[[ RECORDS FOR THIS TASK, beginning ]]

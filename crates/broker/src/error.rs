//! Error types for the broker crate

use thiserror::Error;

/// Errors that can occur in the broker
#[derive(Error, Debug, PartialEq, Eq)]
pub enum BrokerError {
    /// Subscription is not (or no longer) registered with this broker
    #[error("subscription not found: {id}")]
    SubscriptionNotFound { id: u64 },
}

/// Result type for broker operations
pub type Result<T> = std::result::Result<T, BrokerError>;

[[ RECORDS FOR THIS TASK, end ]]

» TASK INSTRUCTIONS
Whenever a line of the entries contains the string "BrokerError", copy that line.

» TASK OUTPUT
pub enum BrokerError {
pub type Result<T> = std::result::Result<T, BrokerError>;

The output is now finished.